EXERCISE PROMPT: Each record has to be returned exactly as it appears.

—————

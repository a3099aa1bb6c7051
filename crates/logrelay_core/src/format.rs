// format.rs: combined-log-format line for the analytics consumer

use crate::parser::LogRecord;
use crate::pseudonym::Token;

/// `<token> - - [<timestamp>] <request> <status> <bytes> "<referrer>" "<user_agent>"`
///
/// Both referrer and user agent are quoted. This is the only formatter for
/// the tracked sink; changing it changes the consumer's log-format contract.
/// Record fields are copied byte for byte.
pub fn format_tracked_line(token: &Token, record: &LogRecord<'_>, referrer: &str) -> Vec<u8> {
    let mut out = Vec::with_capacity(
        token.as_str().len()
            + record.timestamp.len()
            + record.request.len()
            + record.status.len()
            + record.byte_count.len()
            + referrer.len()
            + record.user_agent.len()
            + 16,
    );
    out.extend_from_slice(token.as_str().as_bytes());
    out.extend_from_slice(b" - - [");
    out.extend_from_slice(record.timestamp);
    out.extend_from_slice(b"] ");
    out.extend_from_slice(record.request);
    out.push(b' ');
    out.extend_from_slice(record.status);
    out.push(b' ');
    out.extend_from_slice(record.byte_count);
    out.extend_from_slice(b" \"");
    out.extend_from_slice(referrer.as_bytes());
    out.extend_from_slice(b"\" \"");
    out.extend_from_slice(record.user_agent);
    out.push(b'"');
    out
}
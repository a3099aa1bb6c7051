// classify.rs: separate loopback/health-check traffic from analytics traffic
use crate::parser::LogRecord;

pub const IPV4_LOOPBACK: &str = "127.0.0.1";
pub const IPV6_LOOPBACK: &str = "::1";

#[derive(Debug, Clone, Copy, PartialEq, Eq)]
pub enum TrafficClass {
    /// Written verbatim to the untracked sink.
    Internal,
    /// Pseudonymized and written to the tracked sink.
    External,
}

/// Exact literal match; other spellings of loopback are treated as external.
pub fn classify(record: &LogRecord<'_>) -> TrafficClass {
    let addr = record.source_addr;
    if addr == IPV4_LOOPBACK.as_bytes() || addr == IPV6_LOOPBACK.as_bytes() {
        TrafficClass::Internal
    } else {
        TrafficClass::External
    }
}
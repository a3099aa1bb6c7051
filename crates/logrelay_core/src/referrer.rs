// referrer.rs: reduce referrer URLs to scheme://host
use std::str;
use tracing::{debug, trace};
use url::Url;

/// Returns `scheme://host[:port]`, or an empty string for a missing or
/// malformed referrer. Path, query and fragment are always dropped.
///
/// One layer of surrounding `"` is removed; anything still quoted after that
/// is not a URL.
pub fn sanitize_referrer(raw: impl AsRef<[u8]>) -> String {
    let r = match str::from_utf8(raw.as_ref()) {
        Ok(s) => s.trim(),
        Err(e) => {
            debug!(error = %e, "referrer is not valid UTF-8");
            return String::new();
        }
    };
    let r = r.strip_prefix('"').unwrap_or(r);
    let r = r.strip_suffix('"').unwrap_or(r);
    if r == "-" {
        trace!("no referrer sent");
        return String::new();
    }
    let url = match Url::parse(r) {
        Ok(u) => u,
        Err(e) => {
            debug!(referrer = %r, error = %e, "malformed referrer");
            return String::new();
        }
    };
    let host = match url.host_str() {
        Some(h) if !h.is_empty() && !url.scheme().is_empty() => h,
        _ => {
            debug!(referrer = %r, "referrer has no host");
            return String::new();
        }
    };
    match url.port() {
        Some(port) => format!("{}://{}:{}", url.scheme(), host, port),
        None => format!("{}://{}", url.scheme(), host),
    }
}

—————

ANSWER FOR THIS EXERCISE:
repository a3099aa1bb6c7051
filename crates/logrelay_core/src/format.rs
// format.rs: combined-log-format line for the analytics consumer

use crate::parser::LogRecord;
use crate::pseudonym::Token;

/// `<token> - - [<timestamp>] <request> <status> <bytes> "<referrer>" "<user_agent>"`
///
/// Both referrer and user agent are quoted. This is the only formatter for
/// the tracked sink; changing it changes the consumer's log-format contract.
/// Record fields are copied byte for byte.
pub fn format_tracked_line(token: &Token, record: &LogRecord<'_>, referrer: &str) -> Vec<u8> {
    let mut out = Vec::with_capacity(
        token.as_str().len()
            + record.timestamp.len()
            + record.request.len()
            + record.status.len()
            + record.byte_count.len()
            + referrer.len()
            + record.user_agent.len()
            + 16,
    );
    out.extend_from_slice(token.as_str().as_bytes());
    out.extend_from_slice(b" - - [");
    out.extend_from_slice(record.timestamp);
    out.extend_from_slice(b"] ");
    out.extend_from_slice(record.request);
    out.push(b' ');
    out.extend_from_slice(record.status);
    out.push(b' ');
    out.extend_from_slice(record.byte_count);
    out.extend_from_slice(b" \"");
    out.extend_from_slice(referrer.as_bytes());
    out.extend_from_slice(b"\" \"");
    out.extend_from_slice(record.user_agent);
    out.push(b'"');
    out
}
repository a3099aa1bb6c7051
// classify.rs: separate loopback/health-check traffic from analytics traffic
use crate::parser::LogRecord;

pub const IPV4_LOOPBACK: &str = "127.0.0.1";
pub const IPV6_LOOPBACK: &str = "::1";

#[derive(Debug, Clone, Copy, PartialEq, Eq)]
pub enum TrafficClass {
    /// Written verbatim to the untracked sink.
    Internal,
    /// Pseudonymized and written to the tracked sink.
    External,
}

/// Exact literal match; other spellings of loopback are treated as external.
pub fn classify(record: &LogRecord<'_>) -> TrafficClass {
    let addr = record.source_addr;
    if addr == IPV4_LOOPBACK.as_bytes() || addr == IPV6_LOOPBACK.as_bytes() {
        TrafficClass::Internal
    } else {
        TrafficClass::External
    }
}
repository a3099aa1bb6c7051
filename crates/logrelay_core/src/referrer.rs
// referrer.rs: reduce referrer URLs to scheme://host
use std::str;
use tracing::{debug, trace};
use url::Url;

/// Returns `scheme://host[:port]`, or an empty string for a missing or
/// malformed referrer. Path, query and fragment are always dropped.
///
/// One layer of surrounding `"` is removed; anything still quoted after that
/// is not a URL.
pub fn sanitize_referrer(raw: impl AsRef<[u8]>) -> String {
    let r = match str::from_utf8(raw.as_ref()) {
        Ok(s) => s.trim(),
        Err(e) => {
            debug!(error = %e, "referrer is not valid UTF-8");
            return String::new();
        }
    };
    let r = r.strip_prefix('"').unwrap_or(r);
    let r = r.strip_suffix('"').unwrap_or(r);
    if r == "-" {
        trace!("no referrer sent");
        return String::new();
    }
    let url = match Url::parse(r) {
        Ok(u) => u,
        Err(e) => {
            debug!(referrer = %r, error = %e, "malformed referrer");
            return String::new();
        }
    };
    let host = match url.host_str() {
        Some(h) if !h.is_empty() && !url.scheme().is_empty() => h,
        _ => {
            debug!(referrer = %r, "referrer has no host");
            return String::new();
        }
    };
    match url.port() {
        Some(port) => format!("{}://{}:{}", url.scheme(), host, port),
        None => format!("{}://{}", url.scheme(), host),
    }
}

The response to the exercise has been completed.